M.A. specialization in Computational Linguistics

Topics
Introduction
Faculty
Courses

Faculty
Jean Mark Gawron
Rob Malouf
Other faculty

Lab
Hardware
Software and Data

Program Website
http://bulba.sdsu.edu

Website for this flyer
http://bulba.sdsu.edu/
flyer.htm

Introduction and Statement of Purpose

Computational Linguistics is an interdisciplinary field principally combining elements of linguistics and computer science. Also relevant are issues in cognitive and developmental psychology concerning language acquisition and processing and various heuristic learning and search techniques taken from the fields of machine learning and artificial intelligence.
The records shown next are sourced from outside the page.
use super::{count_matches, parse_selector, Browser, Page, PageError, SessionSnapshot};
use lazy_static::lazy_static;
use reqwest::{
    cookie::Jar,
    header::{GetAll, HeaderValue, LOCATION, SET_COOKIE},
    redirect, Method, StatusCode, Url,
};
use scraper::{ElementRef, Html, Selector};
use std::{collections::HashMap, sync::Arc, time::Duration};
use tracing::{debug, warn};

const MAX_REDIRECTS: usize = 10;

const E: &str = "Invalid selector";
lazy_static! {
    static ref ANCHOR: Selector = Selector::parse("a[href]").expect(E);
    static ref FORM_FIELDS: Selector =
        Selector::parse("input[name], select[name], textarea[name]").expect(E);
}

#[derive(Debug, Clone, serde::Serialize, serde::Deserialize)]
struct StoredCookie {
    url: String,
    value: String,
}

impl StoredCookie {
    fn name(&self) -> &str {
        self.value.split('=').next().unwrap_or_default().trim()
    }
}

#[derive(Debug, Default, serde::Serialize, serde::Deserialize)]
struct CookieSnapshot {
    cookies: Vec<StoredCookie>,
}

/// Fetches documents with `reqwest` and never runs scripts. Clicks follow
/// links and submit forms.
pub struct HttpBrowser {
    user_agent: String,
    timeout: Duration,
}

impl HttpBrowser {
    pub fn new<S: Into<String>>(user_agent: S) -> HttpBrowser {
        HttpBrowser {
            user_agent: user_agent.into(),
            timeout: Duration::from_secs(30),
        }
    }

    pub fn with_timeout(mut self, timeout: Duration) -> HttpBrowser {
        self.timeout = timeout;
        self
    }
}
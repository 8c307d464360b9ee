use crate::{browser::SessionSnapshot, error::CrawlerError, sites::SiteDefinition};
use std::{
    collections::HashMap,
    io::ErrorKind,
    path::{Path, PathBuf},
};
use tracing::{debug, warn};

#[derive(Debug, Clone)]
pub struct SessionStore {
    dir: PathBuf,
    files: HashMap<String, String>,
}

impl SessionStore {
    pub fn new(dir: impl AsRef<Path>) -> SessionStore {
        SessionStore {
            dir: dir.as_ref().to_path_buf(),
            files: HashMap::new(),
        }
    }

    pub fn for_sites(dir: impl AsRef<Path>, sites: &[SiteDefinition]) -> SessionStore {
        let mut store = SessionStore::new(dir);
        for site in sites {
            store
                .files
                .insert(site.key.to_string(), site.context_file.to_string());
        }
        store
    }

    pub fn path(&self, site_key: &str) -> PathBuf {
        match self.files.get(site_key) {
            Some(file) => self.dir.join(file),
            None => self.dir.join(format!("{}_context.json", site_key)),
        }
    }

    /// A missing or unreadable snapshot is treated as no snapshot at all.
    pub async fn load(&self, site_key: &str) -> Option<SessionSnapshot> {
        let path = self.path(site_key);
        let raw = match tokio::fs::read_to_string(&path).await {
            Ok(raw) => raw,
            Err(e) if e.kind() == ErrorKind::NotFound => {
                debug!("No session snapshot at {}", path.display());
                return None;
            }
            Err(e) => {
                warn!("Cannot read session snapshot {}: {}", path.display(), e);
                return None;
            }
        };

        match serde_json::from_str(&raw) {
            Ok(snapshot) => Some(snapshot),
            Err(e) => {
                warn!("Ignoring corrupt session snapshot {}: {}", path.display(), e);
                None
            }
        }
    }

    pub async fn save(&self, site_key: &str, snapshot: &SessionSnapshot) -> Result<(), CrawlerError> {
        let path = self.path(site_key);
        if let Some(parent) = path.parent() {
            if !parent.as_os_str().is_empty() {
                tokio::fs::create_dir_all(parent).await?;
            }
        }
        let raw = serde_json::to_string(snapshot)?;
        tokio::fs::write(&path, raw).await?;
        debug!("Saved session snapshot {}", path.display());
        Ok(())
    }
}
Through 5 decades of research in theoretical and applied language processing systems, the field has built up a well-defined body of results and a well-articulated set of research problems, culminating, over the last 10 years, in a period of explosive growth, both in jobs and sophistication. There are two immediate sources of this growth, first, the sucessful expansion of information technology into every corner of our lives, and second, a series of recent successes related to the advances in speech recognition technology in the 80s and 90s.

The result has been not only a growth in the number of jobs but also in the number of application areas in computational linguistics. Natural language or speech interfaces have been developed or are in development for database programs, document search engines, operating systems and software desktops, computer games and interactive computer simulations such as battlefield simulations. Natural language capability has thus become an important component of the study of human-computer interfaces, as speech and text input become an increasingly important auxiliary to graphical and multimodal systems. In addition as integrated circuit technology has migrated out of the computer and into every corner of our lives, speech and language technology has been or is being integrated into toys, household applicances, medical instruments, air traffic control systems, and GPS navigation systems.

Responding to the the University's goals of embracing technology, developing community partnerships, and heightening interdisciplinary connections, the Linguistics Department has designed a new M.A. specialization in computational linguistics. This specialization will provide a coherent array of courses leading to a level of expertise sufficient for employment in industry, thereby significantly broadening, in a direct way, our service to students and the community. The new specialization is designed also to provide a strong foundation for Ph.D study.

Faculty

Jean Mark Gawron. Jean Mark Gawron has been at a number of centers of computational linguistic research, including University of Edinburgh Epistemics and AI programs, the New York University Courant Institute, the Center for the Study of Language and Information at Stanford. For a number of years he was a member of the Natural Language group at SRI International. He joined the Department of Linguistics and Oriental Languages to start up a computational linguistics program in the fall of 2000. His research interests include semantics and pragmatics, probabilistic parsing, interleaving of syntactic and semantic constraints, Machine Translation, and computational lexical semantics.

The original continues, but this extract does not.